As an Exhibition Coordinator for “Philadelphia Assembled,” it is my job to enhance the visitor experience and welcome guests to the museum. I wear a large blue button that says “Host,” and enjoy helping people feel comfortable in the Perelman Building. One of the more unique characteristics of the exhibition is that it is “Pay as You Wish,” a price tag that invites many people who may not normally visit museums due to their often cost-prohibitive nature. Philadelphia, an incredible city and the birthplace of America as a nation independent from the British, is frequently marketed as having a Renaissance moment.

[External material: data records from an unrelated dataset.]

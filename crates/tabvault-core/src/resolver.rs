use std::borrow::Cow;

use crate::ids::{GroupId, WindowId};
use crate::settings::{Scope, Settings};
use crate::tab::TabInfo;

pub fn resolve_for_window(settings: &Settings, window_id: Option<WindowId>) -> Cow<'_, Settings> {
    if settings.scope != Scope::PerWindow {
        return Cow::Borrowed(settings);
    }
    let Some(window_id) = window_id else {
        return Cow::Borrowed(settings);
    };
    match settings.window_overrides.get(&window_id) {
        Some(overrides) => Cow::Owned(overrides.apply_to(settings)),
        None => Cow::Borrowed(settings),
    }
}

pub fn resolve_for_group(settings: &Settings, group_id: Option<GroupId>) -> Cow<'_, Settings> {
    if settings.scope != Scope::PerTabGroup {
        return Cow::Borrowed(settings);
    }
    let Some(group_id) = GroupId::real(group_id) else {
        return Cow::Borrowed(settings);
    };
    match settings.tab_group_overrides.get(&group_id) {
        Some(overrides) => Cow::Owned(overrides.apply_to(settings)),
        None => Cow::Borrowed(settings),
    }
}

pub fn resolve_for_tab<'a>(settings: &'a Settings, tab: &TabInfo) -> Cow<'a, Settings> {
    resolve_for_group(settings, tab.group_id)
}
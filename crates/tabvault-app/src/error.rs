use std::path::PathBuf;

use thiserror::Error;

#[derive(Debug, Error)]
pub enum AppError {
    #[error("malformed bridge message: {0}")]
    Bridge(#[source] serde_json::Error),
    #[error("could not encode bridge message: {0}")]
    Encode(#[source] serde_json::Error),
    #[error("filesystem error at {}: {source}", path.display())]
    Io {
        path: PathBuf,
        #[source]
        source: std::io::Error,
    },
    #[error("invalid stored document {}: {source}", path.display())]
    Decode {
        path: PathBuf,
        #[source]
        source: serde_json::Error,
    },
    #[error("sync storage is not configured")]
    SyncDisabled,
    #[error("cannot determine a state directory: {0}")]
    StateDir(String),
    #[error("runtime has stopped")]
    RuntimeStopped,
}

impl AppError {
    pub(crate) fn io(path: impl Into<PathBuf>, source: std::io::Error) -> Self {
        Self::Io {
            path: path.into(),
            source,
        }
    }
}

Huge revenue and exposure from national events have expanded tourism, and capitalization on underutilized spaces is increasing exponentially. However, a contradictory duality exists: According to a 2017 Pew Charitable Trust survey, Philadelphia’s poverty rate (as it has for years) remains the highest among the nation’s largest cities at 26%. 43% of Latinos and 37% of the city’s children--supposedly the birthplace of modern democracy--live below the poverty line.
“Philadelphia Assembled” does not have a political motive or agenda. Instead, it offers an honest and sometimes uncomfortable portrait of an imperfect place. One of the galleries that seems to elicit some of the strongest observable reactions from guests is the “Reconstructions” space, where there is a display of signs taken from close radius of the Perelman building filling an entire wall. These signs may be phrased differently, but they have the same meaning: “We Buy Houses--Fast!” or “Get Cash for Your House Today, Any Condition” or variations of this are all strong indicators that gentrification is occurring in a neighborhood. Instead of a realtor's phone number on a sign, when a guest dials the number displayed they will hear stories of local displacement. Merriam-Webster defines gentrification as “the process of renewal and rebuilding accompanying the influx of middle-class or affluent people into deteriorating areas that often displaces poorer residents.”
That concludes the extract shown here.